Name: David William Donald Cameron
Age: 43
Occupation: Conservative Party Leader
Education: Brasenose College, Oxford (History and Politics, First Class)

He’s probably going to be the next prime minister, judging by the latest national poll results. Asked who we would vote for if there was an election tomorrow, 44% of us said we’d mark ‘X’ by Conservative, with a measly 27% choosing Labour and 18% Lib Dem. So David Cameron looks set to be settling in to Number Ten by Spring next year. Isn’t there a feeling, though, that we don’t quite know what we’re getting? Before we snatch with glee the keys of power from Gordon’s clunking fist, might we ask, whose exactly is this smooth white palm we’re dropping them into?

Dave doesn’t like to talk about beginnings. “Birth should never be a barrier,” he demands. Indeed, hear hear! But background has a hugely formative effect – haven’t we a right to explore a little personal history? Dave’s got a lot of history, hundreds of years of it in fact, because he’s directly descended from royalty. William IV was his great-great-great-great grandfather making him a distant (very distant, it has to be said) cousin to the Queen. Privilege remained in the family and Dave received the full, handsome rewards of it; donning dickie-bow and tails he enjoyed the most prestigious of English public-school educations at Eton, where he would meet some of the fourteen ‘Old Boys’ who now form part of his inner team. Dave was a smart lad; he studied at Oxford and gained a first class degree, and his tutor later said he was one of the “ablest” students he had ever encountered.

Other elements of his Oxford career are perhaps less commendable. His membership of the notorious Bullingdon Club, of which chums Boris Johnson and shadow chancellor George Osborne were also a part, has been the subject of much speculation and embarrassment. This dining society for the super rich and social elite has a legendary history marked by the image of upper-class twits cavorting about in £1,200 tuxes, chucking flower pots through windows and glugging champagne out of the bottle. No wonder Dave doesn’t like chatting to the media about university days.

In fact David Cameron has spent a lot of time and effort trying to make up for the judgements people might have made about him from his background. He has styled himself as a man of the people, riding to work on a bike and talking about what music he’s into. His wife, Samantha, modestly dresses in clothes from M&S and says she’s an ordinary gal from Scunthorpe. She doesn’t mention, by the by, that her childhood home was Normanby Park, a 3,000 acre country estate acquired by her family in the late 16th Century. All this of course is irrelevant – so too is the fact that the Times Rich List estimated Dave and Sam’s personal wealth to be in the region of £30 million… Or is it? Can we rest assured that Mr Cameron is in touch with the reality that the vast majority of the people of this country face, when he and most of those around him, come from so narrow and immensely privileged a section of society?
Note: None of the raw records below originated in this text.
//! Application state module
//!
//! Defines shared state accessible across all request handlers.

use std::sync::Arc;

use seams_core::AttendanceSigner;

use crate::auth::JwtKeys;
use crate::config::Config;
use crate::db::Database;
use crate::mailer::Mailer;
use crate::notify::NotificationHub;

/// Application state containing shared resources.
#[derive(Clone)]
pub struct AppState {
    /// Storage (PostgreSQL or in-memory)
    pub db: Database,
    /// Session token keys
    pub jwt: Arc<JwtKeys>,
    /// Attendance QR token signer
    pub signer: Arc<AttendanceSigner>,
    /// Outgoing mail (verification and password reset links)
    pub mailer: Arc<dyn Mailer>,
    /// Live notification fan-out
    pub hub: NotificationHub,
    pub config: Arc<Config>,
}

impl AppState {
    /// Build state from configuration around an already-opened database
    pub fn new(
        config: Config,
        db: Database,
        mailer: Arc<dyn Mailer>,
    ) -> Result<Self, seams_core::SeamsError> {
        let signer = AttendanceSigner::new(config.qr_signing_key.clone())?;
        let jwt = JwtKeys::new(config.jwt_secret.as_bytes(), config.jwt_ttl_days);
        let hub = NotificationHub::new(
            config.notify_replay_capacity,
            config.notify_subscriber_buffer,
        );
        Ok(Self {
            db,
            jwt: Arc::new(jwt),
            signer: Arc::new(signer),
            mailer,
            hub,
            config: Arc::new(config),
        })
    }
}
impl UserRepository {
    pub(crate) fn new(backend: Backend) -> Self {
        Self { backend }
    }

    /// Create a new user. Duplicate email or USN is a `Conflict`.
    pub async fn create(&self, input: NewUser) -> Result<User, StoreError> {
        let now = Utc::now();
        let user = User {
            id: Uuid::new_v4(),
            name: input.name,
            email: input.email,
            password_hash: input.password_hash,
            role: input.role,
            usn: input.usn,
            branch: input.branch,
            semester: input.semester,
            department: input.department,
            phone: input.phone,
            credits: 0,
            is_verified: input.is_verified,
            verification_token_hash: input.verification_token_hash,
            verification_expires_at: input.verification_expires_at,
            reset_token_hash: None,
            reset_expires_at: None,
            created_at: now,
            updated_at: now,
        };

        match &self.backend {
            Backend::Postgres(pool) => {
                let created = sqlx::query_as::<_, User>(
                    r#"
                    INSERT INTO users (id, name, email, password_hash, role, usn, branch, semester,
                                       department, phone, is_verified, verification_token_hash,
                                       verification_expires_at, created_at, updated_at)
                    VALUES ($1, $2, $3, $4, $5, $6, $7, $8, $9, $10, $11, $12, $13, $14, $14)
                    RETURNING *
                    "#,
                )
                .bind(user.id)
                .bind(&user.name)
                .bind(&user.email)
                .bind(&user.password_hash)
                .bind(user.role.as_str())
                .bind(&user.usn)
                .bind(&user.branch)
                .bind(user.semester)
                .bind(&user.department)
                .bind(&user.phone)
                .bind(user.is_verified)
                .bind(&user.verification_token_hash)
                .bind(user.verification_expires_at)
                .bind(now)
                .fetch_one(pool)
                .await?;
                Ok(created)
            }
            Backend::Memory(store) => {
                let mut tables = store.lock()?;
                tables.check_user_unique(Some(&user.email), user.usn.as_deref(), None)?;
                tables.users.insert(user.id, user.clone());
                Ok(user)
            }
        }
    }

    /// Find user by ID
    pub async fn find_by_id(&self, id: Uuid) -> Result<Option<User>, StoreError> {
        match &self.backend {
            Backend::Postgres(pool) => Ok(sqlx::query_as::<_, User>(
                "SELECT * FROM users WHERE id = $1",
            )
            .bind(id)
            .fetch_optional(pool)
            .await?),
            Backend::Memory(store) => Ok(store.lock()?.users.get(&id).cloned()),
        }
    }

    /// Find user by (already normalised) email
    pub async fn find_by_email(&self, email: &str) -> Result<Option<User>, StoreError> {
        match &self.backend {
            Backend::Postgres(pool) => Ok(sqlx::query_as::<_, User>(
                "SELECT * FROM users WHERE email = $1",
            )
            .bind(email)
            .fetch_optional(pool)
            .await?),
            Backend::Memory(store) => Ok(store
                .lock()?
                .users
                .values()
                .find(|u| u.email == email)
                .cloned()),
        }
    }

    /// Find user by email or USN
    pub async fn find_by_email_or_usn(&self, identifier: &str) -> Result<Option<User>, StoreError> {
        match &self.backend {
            Backend::Postgres(pool) => Ok(sqlx::query_as::<_, User>(
                "SELECT * FROM users WHERE email = $1 OR usn = $1 LIMIT 1",
            )
            .bind(identifier)
            .fetch_optional(pool)
            .await?),
            Backend::Memory(store) => Ok(store
                .lock()?
                .users
                .values()
                .find(|u| u.email == identifier || u.usn.as_deref() == Some(identifier))
                .cloned()),
        }
    }

    /// List users, newest first, optionally filtered by role
    pub async fn list(&self, role: Option<Role>) -> Result<Vec<User>, StoreError> {
        match &self.backend {
            Backend::Postgres(pool) => Ok(sqlx::query_as::<_, User>(
                r#"
                SELECT * FROM users
                WHERE ($1::TEXT IS NULL OR role = $1)
                ORDER BY created_at DESC
                "#,
            )
            .bind(role.map(|r| r.as_str()))
            .fetch_all(pool)
            .await?),
            Backend::Memory(store) => {
                let tables = store.lock()?;
                let mut users: Vec<User> = tables
                    .users
                    .values()
                    .filter(|u| role.map_or(true, |r| u.role == r))
                    .cloned()
                    .collect();
                users.sort_by(|a, b| b.created_at.cmp(&a.created_at));
                Ok(users)
            }
        }
    }

    /// Apply a partial update. Returns `None` if the user does not exist.
    pub async fn update(&self, id: Uuid, input: UserUpdate) -> Result<Option<User>, StoreError> {
        match &self.backend {
            Backend::Postgres(pool) => Ok(sqlx::query_as::<_, User>(
                r#"
                UPDATE users SET
                    name = COALESCE($2, name),
                    email = COALESCE($3, email),
                    role = COALESCE($4, role),
                    usn = COALESCE($5, usn),
                    branch = COALESCE($6, branch),
                    semester = COALESCE($7, semester),
                    department = COALESCE($8, department),
                    phone = COALESCE($9, phone),
                    password_hash = COALESCE($10, password_hash),
                    updated_at = NOW()
                WHERE id = $1
                RETURNING *
                "#,
            )
            .bind(id)
            .bind(&input.name)
            .bind(&input.email)
            .bind(input.role.map(|r| r.as_str()))
            .bind(&input.usn)
            .bind(&input.branch)
            .bind(input.semester)
            .bind(&input.department)
            .bind(&input.phone)
            .bind(&input.password_hash)
            .fetch_optional(pool)
            .await?),
            Backend::Memory(store) => {
                let mut tables = store.lock()?;
                tables.check_user_unique(input.email.as_deref(), input.usn.as_deref(), Some(id))?;
                let Some(user) = tables.users.get_mut(&id) else {
                    return Ok(None);
                };
                if let Some(name) = input.name {
                    user.name = name;
                }
                if let Some(email) = input.email {
                    user.email = email;
                }
                if let Some(role) = input.role {
                    user.role = role;
                }
                if input.usn.is_some() {
                    user.usn = input.usn;
                }
                if input.branch.is_some() {
                    user.branch = input.branch;
                }
                if input.semester.is_some() {
                    user.semester = input.semester;
                }
                if input.department.is_some() {
                    user.department = input.department;
                }
                if input.phone.is_some() {
                    user.phone = input.phone;
                }
                if let Some(hash) = input.password_hash {
                    user.password_hash = hash;
                }
                user.updated_at = Utc::now();
                Ok(Some(user.clone()))
            }
        }
    }

    /// Delete a user. Their registrations stop holding seats and their
    /// events go with them.
    pub async fn delete(&self, id: Uuid) -> Result<bool, StoreError> {
        match &self.backend {
            Backend::Postgres(pool) => {
                let mut tx = pool.begin().await?;
                sqlx::query(
                    r#"
                    UPDATE events SET registered_count = registered_count - 1, updated_at = NOW()
                    WHERE id IN (
                        SELECT event_id FROM registrations
                        WHERE student_id = $1 AND status <> 'rejected'
                    )
                    "#,
                )
                .bind(id)
                .execute(&mut *tx)
                .await?;
                let result = sqlx::query("DELETE FROM users WHERE id = $1")
                    .bind(id)
                    .execute(&mut *tx)
                    .await?;
                tx.commit().await?;
                Ok(result.rows_affected() > 0)
            }
            Backend::Memory(store) => {
                let mut tables = store.lock()?;
                if tables.users.remove(&id).is_none() {
                    return Ok(false);
                }
                let seats: Vec<Uuid> = tables
                    .registrations
                    .values()
                    .filter(|r| r.student_id == id && r.status.holds_seat())
                    .map(|r| r.event_id)
                    .collect();
                for event_id in seats {
                    if let Some(event) = tables.events.get_mut(&event_id) {
                        event.registered_count -= 1;
                    }
                }
                tables.registrations.retain(|_, r| r.student_id != id);
                tables.credit_ledger.retain(|c| c.student_id != id);
                let owned: Vec<Uuid> = tables
                    .events
                    .values()
                    .filter(|e| e.organizer_id == id)
                    .map(|e| e.id)
                    .collect();
                for event_id in owned {
                    tables.delete_event(event_id);
                }
                Ok(true)
            }
        }
    }

    /// Find the user holding an unexpired email verification token
    pub async fn find_by_verification_hash(
        &self,
        token_hash: &str,
        now: DateTime<Utc>,
    ) -> Result<Option<User>, StoreError> {
        match &self.backend {
            Backend::Postgres(pool) => Ok(sqlx::query_as::<_, User>(
                r#"
                SELECT * FROM users
                WHERE verification_token_hash = $1 AND verification_expires_at > $2
                "#,
            )
            .bind(token_hash)
            .bind(now)
            .fetch_optional(pool)
            .await?),
            Backend::Memory(store) => Ok(store
                .lock()?
                .users
                .values()
                .find(|u| {
                    u.verification_token_hash.as_deref() == Some(token_hash)
                        && u.verification_expires_at.is_some_and(|exp| exp > now)
                })
                .cloned()),
        }
    }

    /// Mark the email verified and consume the verification token
    pub async fn mark_verified(&self, id: Uuid) -> Result<(), StoreError> {
        match &self.backend {
            Backend::Postgres(pool) => {
                sqlx::query(
                    r#"
                    UPDATE users SET is_verified = TRUE, verification_token_hash = NULL,
                                     verification_expires_at = NULL, updated_at = NOW()
                    WHERE id = $1
                    "#,
                )
                .bind(id)
                .execute(pool)
                .await?;
            }
            Backend::Memory(store) => {
                if let Some(user) = store.lock()?.users.get_mut(&id) {
                    user.is_verified = true;
                    user.verification_token_hash = None;
                    user.verification_expires_at = None;
                    user.updated_at = Utc::now();
                }
            }
        }
        Ok(())
    }

    /// Store (or with `None`, clear) a password reset token hash
    pub async fn set_reset_token(
        &self,
        id: Uuid,
        token: Option<(&str, DateTime<Utc>)>,
    ) -> Result<(), StoreError> {
        let (hash, expires_at) = match token {
            Some((hash, expires_at)) => (Some(hash), Some(expires_at)),
            None => (None, None),
        };
        match &self.backend {
            Backend::Postgres(pool) => {
                sqlx::query(
                    r#"
                    UPDATE users SET reset_token_hash = $2, reset_expires_at = $3, updated_at = NOW()
                    WHERE id = $1
                    "#,
                )
                .bind(id)
                .bind(hash)
                .bind(expires_at)
                .execute(pool)
                .await?;
            }
            Backend::Memory(store) => {
                if let Some(user) = store.lock()?.users.get_mut(&id) {
                    user.reset_token_hash = hash.map(str::to_string);
                    user.reset_expires_at = expires_at;
                    user.updated_at = Utc::now();
                }
            }
        }
        Ok(())
    }

    /// Consume an unexpired reset token and set the new password hash.
    ///
    /// Returns the updated user, or `None` if no such token is live.
    pub async fn reset_password(
        &self,
        token_hash: &str,
        password_hash: &str,
        now: DateTime<Utc>,
    ) -> Result<Option<User>, StoreError> {
        match &self.backend {
            Backend::Postgres(pool) => Ok(sqlx::query_as::<_, User>(
                r#"
                UPDATE users SET password_hash = $2, reset_token_hash = NULL,
                                 reset_expires_at = NULL, updated_at = NOW()
                WHERE reset_token_hash = $1 AND reset_expires_at > $3
                RETURNING *
                "#,
            )
            .bind(token_hash)
            .bind(password_hash)
            .bind(now)
            .fetch_optional(pool)
            .await?),
            Backend::Memory(store) => {
                let mut tables = store.lock()?;
                let user = tables.users.values_mut().find(|u| {
                    u.reset_token_hash.as_deref() == Some(token_hash)
                        && u.reset_expires_at.is_some_and(|exp| exp > now)
                });
                Ok(user.map(|u| {
                    u.password_hash = password_hash.to_string();
                    u.reset_token_hash = None;
                    u.reset_expires_at = None;
                    u.updated_at = now;
                    u.clone()
                }))
            }
        }
    }
}
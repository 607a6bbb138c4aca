//! Session tokens: HS256 JWTs signed with the server secret

use chrono::{Duration, Utc};
use jsonwebtoken::{decode, encode, Algorithm, DecodingKey, EncodingKey, Header, Validation};
use serde::{Deserialize, Serialize};

use crate::config::MAX_JWT_TTL_DAYS;
use crate::db::User;
use crate::error::ApiError;

/// Claims carried by a session token
#[derive(Debug, Clone, PartialEq, Eq, Serialize, Deserialize)]
pub struct SessionClaims {
    /// User ID
    pub sub: String,
    pub role: String,
    pub name: String,
    pub email: String,
    pub iat: i64,
    pub exp: i64,
}

/// Signing and validation keys for session tokens
#[derive(Clone)]
pub struct JwtKeys {
    encoding: EncodingKey,
    decoding: DecodingKey,
    ttl: Duration,
}

impl JwtKeys {
    pub fn new(secret: &[u8], ttl_days: i64) -> Self {
        Self {
            encoding: EncodingKey::from_secret(secret),
            decoding: DecodingKey::from_secret(secret),
            ttl: Duration::try_days(ttl_days.clamp(1, MAX_JWT_TTL_DAYS))
                .unwrap_or_else(|| Duration::weeks(52)),
        }
    }

    /// Issue a session token for `user`
    pub fn issue(&self, user: &User) -> Result<String, ApiError> {
        let now = Utc::now();
        let claims = SessionClaims {
            sub: user.id.to_string(),
            role: user.role.to_string(),
            name: user.name.clone(),
            email: user.email.clone(),
            iat: now.timestamp(),
            exp: now
                .checked_add_signed(self.ttl)
                .ok_or_else(|| ApiError::internal("Session expiry out of range"))?
                .timestamp(),
        };
        encode(&Header::new(Algorithm::HS256), &claims, &self.encoding).map_err(|e| {
            tracing::error!(error = %e, "Failed to sign session token");
            ApiError::internal("Failed to issue session token")
        })
    }

    /// Validate signature and expiry
    pub fn validate(&self, token: &str) -> Result<SessionClaims, ApiError> {
        let mut validation = Validation::new(Algorithm::HS256);
        validation.validate_exp = true;

        decode::<SessionClaims>(token, &self.decoding, &validation)
            .map(|data| data.claims)
            .map_err(|e| match e.kind() {
                jsonwebtoken::errors::ErrorKind::ExpiredSignature => {
                    ApiError::auth_error("AUTH_TOKEN_EXPIRED", "Session token has expired")
                }
                jsonwebtoken::errors::ErrorKind::InvalidSignature => {
                    ApiError::auth_error("AUTH_INVALID_TOKEN", "Invalid session token signature")
                }
                _ => ApiError::auth_error(
                    "AUTH_INVALID_TOKEN",
                    format!("Session token validation failed: {}", e),
                ),
            })
    }
}
//! User handlers
//!
//! Admin account management plus each user's own profile and history.

use axum::{
    extract::{Path, Query, State},
    http::{HeaderMap, StatusCode},
    Json,
};
use chrono::NaiveDate;
use seams_core::{EventCategory, RegistrationStatus, Role};
use serde::{Deserialize, Serialize};
use serde_json::json;
use utoipa::{IntoParams, ToSchema};
use uuid::Uuid;

use crate::audit::{self, AuditEntry};
use crate::auth::{hash_password, AuthenticatedUser};
use crate::db::{NewUser, RegistrationWithEvent, UserResponse, UserUpdate};
use crate::error::ApiError;
use crate::handlers::AppState;
use crate::validation::{normalize_email, optional_text, require_text, validate_password};

#[derive(Debug, Default, Deserialize, IntoParams)]
pub struct ListUsersQuery {
    /// Only users with this role
    pub role: Option<String>,
}

/// Admin request to create an account (pre-verified)
#[derive(Debug, Deserialize, ToSchema)]
pub struct CreateUserRequest {
    pub name: String,
    pub email: String,
    pub password: String,
    /// Defaults to student
    #[serde(default)]
    #[schema(example = "coordinator")]
    pub role: Option<String>,
    #[serde(default)]
    pub usn: Option<String>,
    #[serde(default)]
    pub branch: Option<String>,
    #[serde(default)]
    pub semester: Option<i32>,
    #[serde(default)]
    pub department: Option<String>,
    #[serde(default)]
    pub phone: Option<String>,
}

/// Admin partial update; omitted fields are left unchanged
#[derive(Debug, Default, Deserialize, ToSchema)]
pub struct UpdateUserRequest {
    pub name: Option<String>,
    pub email: Option<String>,
    pub role: Option<String>,
    pub usn: Option<String>,
    pub branch: Option<String>,
    pub semester: Option<i32>,
    pub department: Option<String>,
    pub phone: Option<String>,
    /// New password, at least 8 characters
    pub password: Option<String>,
}

#[derive(Debug, Serialize, ToSchema)]
pub struct DeleteUserResponse {
    pub message: String,
}

/// One attended or pending event in a user's history
#[derive(Debug, Serialize, ToSchema)]
pub struct HistoryEntry {
    #[schema(value_type = String)]
    pub registration_id: Uuid,
    #[schema(value_type = String)]
    pub event_id: Uuid,
    pub title: String,
    #[schema(value_type = String)]
    pub date: NaiveDate,
    #[schema(value_type = String)]
    pub category: EventCategory,
    #[schema(value_type = String, example = "verified")]
    pub status: RegistrationStatus,
    pub points_awarded: i32,
}

impl From<RegistrationWithEvent> for HistoryEntry {
    fn from(row: RegistrationWithEvent) -> Self {
        Self {
            registration_id: row.registration.id,
            event_id: row.registration.event_id,
            title: row.event_title,
            date: row.event_date,
            category: row.event_category,
            status: row.registration.status,
            points_awarded: row.registration.points_awarded,
        }
    }
}

#[derive(Debug, Serialize, ToSchema)]
pub struct ProfileResponse {
    pub user: UserResponse,
    /// Sum of credit ledger entries
    pub total_credits: i64,
    pub history: Vec<HistoryEntry>,
}

async fn load_history(state: &AppState, user_id: Uuid) -> Result<Vec<HistoryEntry>, ApiError> {
    let rows = state.db.registrations().list_for_student(user_id).await?;
    Ok(rows.into_iter().map(HistoryEntry::from).collect())
}

/// List accounts (admin)
#[utoipa::path(
    get,
    path = "/api/users",
    tag = "Users",
    params(ListUsersQuery),
    responses(
        (status = 200, description = "Users, newest first", body = [UserResponse]),
        (status = 403, description = "Admin only")
    ),
    security(("bearer_token" = []))
)]
pub async fn list_users_handler(
    State(state): State<AppState>,
    user: AuthenticatedUser,
    Query(query): Query<ListUsersQuery>,
) -> Result<Json<Vec<UserResponse>>, ApiError> {
    user.require_admin()?;
    let role: Option<Role> = query.role.as_deref().map(str::parse).transpose()?;
    let users = state.db.users().list(role).await?;
    Ok(Json(users.into_iter().map(UserResponse::from).collect()))
}

/// Create an account with any role (admin)
#[utoipa::path(
    post,
    path = "/api/users",
    tag = "Users",
    request_body = CreateUserRequest,
    responses(
        (status = 201, description = "Account created", body = UserResponse),
        (status = 400, description = "Invalid input"),
        (status = 403, description = "Admin only"),
        (status = 409, description = "Email or USN already registered")
    ),
    security(("bearer_token" = []))
)]
pub async fn create_user_handler(
    State(state): State<AppState>,
    admin: AuthenticatedUser,
    headers: HeaderMap,
    Json(request): Json<CreateUserRequest>,
) -> Result<(StatusCode, Json<UserResponse>), ApiError> {
    admin.require_admin()?;

    let name = require_text("name", &request.name)?;
    let email = normalize_email(&request.email)?;
    validate_password(&request.password)?;
    let role: Role = match request.role.as_deref() {
        Some(role) => role.parse()?,
        None => Role::Student,
    };

    let users = state.db.users();
    if users.find_by_email(&email).await?.is_some() {
        return Err(ApiError::conflict("User already exists"));
    }

    let user = users
        .create(NewUser {
            name,
            email,
            password_hash: hash_password(&request.password).await?,
            role,
            usn: optional_text(request.usn),
            branch: optional_text(request.branch),
            semester: request.semester,
            department: optional_text(request.department),
            phone: optional_text(request.phone),
            is_verified: true,
            verification_token_hash: None,
            verification_expires_at: None,
        })
        .await?;

    audit::record(
        &state.db,
        &headers,
        AuditEntry::new(audit::CREATE_USER, Some(admin.id()))
            .target("User", user.id)
            .details(json!({ "email": user.email, "role": user.role })),
    )
    .await;

    tracing::info!(user_id = %user.id, role = %user.role, "Account created by admin");
    Ok((StatusCode::CREATED, Json(UserResponse::from(user))))
}

/// Update an account (admin)
#[utoipa::path(
    put,
    path = "/api/users/{id}",
    tag = "Users",
    params(("id" = String, Path, description = "User ID")),
    request_body = UpdateUserRequest,
    responses(
        (status = 200, description = "Updated account", body = UserResponse),
        (status = 400, description = "Invalid input"),
        (status = 403, description = "Admin only"),
        (status = 404, description = "User not found"),
        (status = 409, description = "Email or USN already registered")
    ),
    security(("bearer_token" = []))
)]
pub async fn update_user_handler(
    State(state): State<AppState>,
    admin: AuthenticatedUser,
    headers: HeaderMap,
    Path(id): Path<Uuid>,
    Json(request): Json<UpdateUserRequest>,
) -> Result<Json<UserResponse>, ApiError> {
    admin.require_admin()?;

    let name = request
        .name
        .as_deref()
        .map(|n| require_text("name", n))
        .transpose()?;
    let email = request.email.as_deref().map(normalize_email).transpose()?;
    let role: Option<Role> = request.role.as_deref().map(str::parse).transpose()?;
    let password_hash = match request.password.as_deref() {
        Some(password) => {
            validate_password(password)?;
            Some(hash_password(password).await?)
        }
        None => None,
    };

    let changed: Vec<&str> = [
        ("name", name.is_some()),
        ("email", email.is_some()),
        ("role", role.is_some()),
        ("usn", request.usn.is_some()),
        ("password", password_hash.is_some()),
    ]
    .into_iter()
    .filter_map(|(field, set)| set.then_some(field))
    .collect();

    let user = state
        .db
        .users()
        .update(
            id,
            UserUpdate {
                name,
                email,
                role,
                usn: optional_text(request.usn),
                branch: optional_text(request.branch),
                semester: request.semester,
                department: optional_text(request.department),
                phone: optional_text(request.phone),
                password_hash,
            },
        )
        .await?
        .ok_or_else(|| ApiError::not_found("User not found"))?;

    audit::record(
        &state.db,
        &headers,
        AuditEntry::new(audit::UPDATE_USER, Some(admin.id()))
            .target("User", user.id)
            .details(json!({ "fields": changed })),
    )
    .await;

    Ok(Json(UserResponse::from(user)))
}

/// Delete an account (admin, not one's own)
#[utoipa::path(
    delete,
    path = "/api/users/{id}",
    tag = "Users",
    params(("id" = String, Path, description = "User ID")),
    responses(
        (status = 200, description = "Account deleted", body = DeleteUserResponse),
        (status = 400, description = "Cannot delete your own account"),
        (status = 403, description = "Admin only"),
        (status = 404, description = "User not found")
    ),
    security(("bearer_token" = []))
)]
pub async fn delete_user_handler(
    State(state): State<AppState>,
    admin: AuthenticatedUser,
    headers: HeaderMap,
    Path(id): Path<Uuid>,
) -> Result<Json<DeleteUserResponse>, ApiError> {
    admin.require_admin()?;
    if id == admin.id() {
        return Err(ApiError::bad_request("You cannot delete your own account"));
    }

    let users = state.db.users();
    let user = users
        .find_by_id(id)
        .await?
        .ok_or_else(|| ApiError::not_found("User not found"))?;

    if !users.delete(id).await? {
        return Err(ApiError::not_found("User not found"));
    }

    audit::record(
        &state.db,
        &headers,
        AuditEntry::new(audit::DELETE_USER, Some(admin.id()))
            .target("User", user.id)
            .details(json!({ "email": user.email })),
    )
    .await;

    tracing::info!(user_id = %user.id, "Account deleted by admin");
    Ok(Json(DeleteUserResponse {
        message: "User removed".to_string(),
    }))
}

/// The caller's profile, credit total and event history
#[utoipa::path(
    get,
    path = "/api/users/profile",
    tag = "Users",
    responses(
        (status = 200, description = "Profile", body = ProfileResponse),
        (status = 401, description = "Unauthorized")
    ),
    security(("bearer_token" = []))
)]
pub async fn profile_handler(
    State(state): State<AppState>,
    user: AuthenticatedUser,
) -> Result<Json<ProfileResponse>, ApiError> {
    let total_credits = state.db.credits().total_for_student(user.id()).await?;
    let history = load_history(&state, user.id()).await?;
    Ok(Json(ProfileResponse {
        user: UserResponse::from(user.user),
        total_credits,
        history,
    }))
}

/// The caller's event history, newest first
#[utoipa::path(
    get,
    path = "/api/users/history",
    tag = "Users",
    responses(
        (status = 200, description = "History", body = [HistoryEntry]),
        (status = 401, description = "Unauthorized")
    ),
    security(("bearer_token" = []))
)]
pub async fn history_handler(
    State(state): State<AppState>,
    user: AuthenticatedUser,
) -> Result<Json<Vec<HistoryEntry>>, ApiError> {
    Ok(Json(load_history(&state, user.id()).await?))
}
Perhaps we can; after all it will be his policies, not his blue blood that’ll do the talking. Dave says the values that govern those policies are ‘family, community and country’. He says he’s going to ‘get Britain working’ by rigorously reassessing claimants of incapacity benefit. He’ll uproot the bureaucratic ‘big government’ where in its place, he hopes, will flourish a new sense of our own personal responsibility. ‘Tough decisions’ will have to be made about public spending cuts but the NHS and international development will be spared the swing of the axe. But wait, is anybody listening?

There’s no doubt that David Cameron has performed a near miracle pumping life back into the Tory party, which lay dead in the water for years (after all, his only real job outside politics was as a PR man) but are we, as a nation, attracted by his proposals, yearning for his government? Or is it just a case of turning our backs on Brown and New Labour? The Sun’s recent switch certainly seemed to focus on disillusion with the present government rather than optimism about the Tories.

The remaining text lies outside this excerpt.